Collected data entries:
[Start of Attachment]
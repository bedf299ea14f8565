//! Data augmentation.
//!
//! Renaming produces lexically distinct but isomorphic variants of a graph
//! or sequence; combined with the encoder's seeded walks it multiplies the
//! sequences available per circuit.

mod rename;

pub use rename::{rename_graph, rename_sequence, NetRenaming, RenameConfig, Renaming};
[End of Attachment]
- Instructions for the task
Exactly the lines from the one containing "available per circuit." through the end of the records should be reproduced, and no others.

- Response area
//! sequences available per circuit.

mod rename;

pub use rename::{rename_graph, rename_sequence, NetRenaming, RenameConfig, Renaming};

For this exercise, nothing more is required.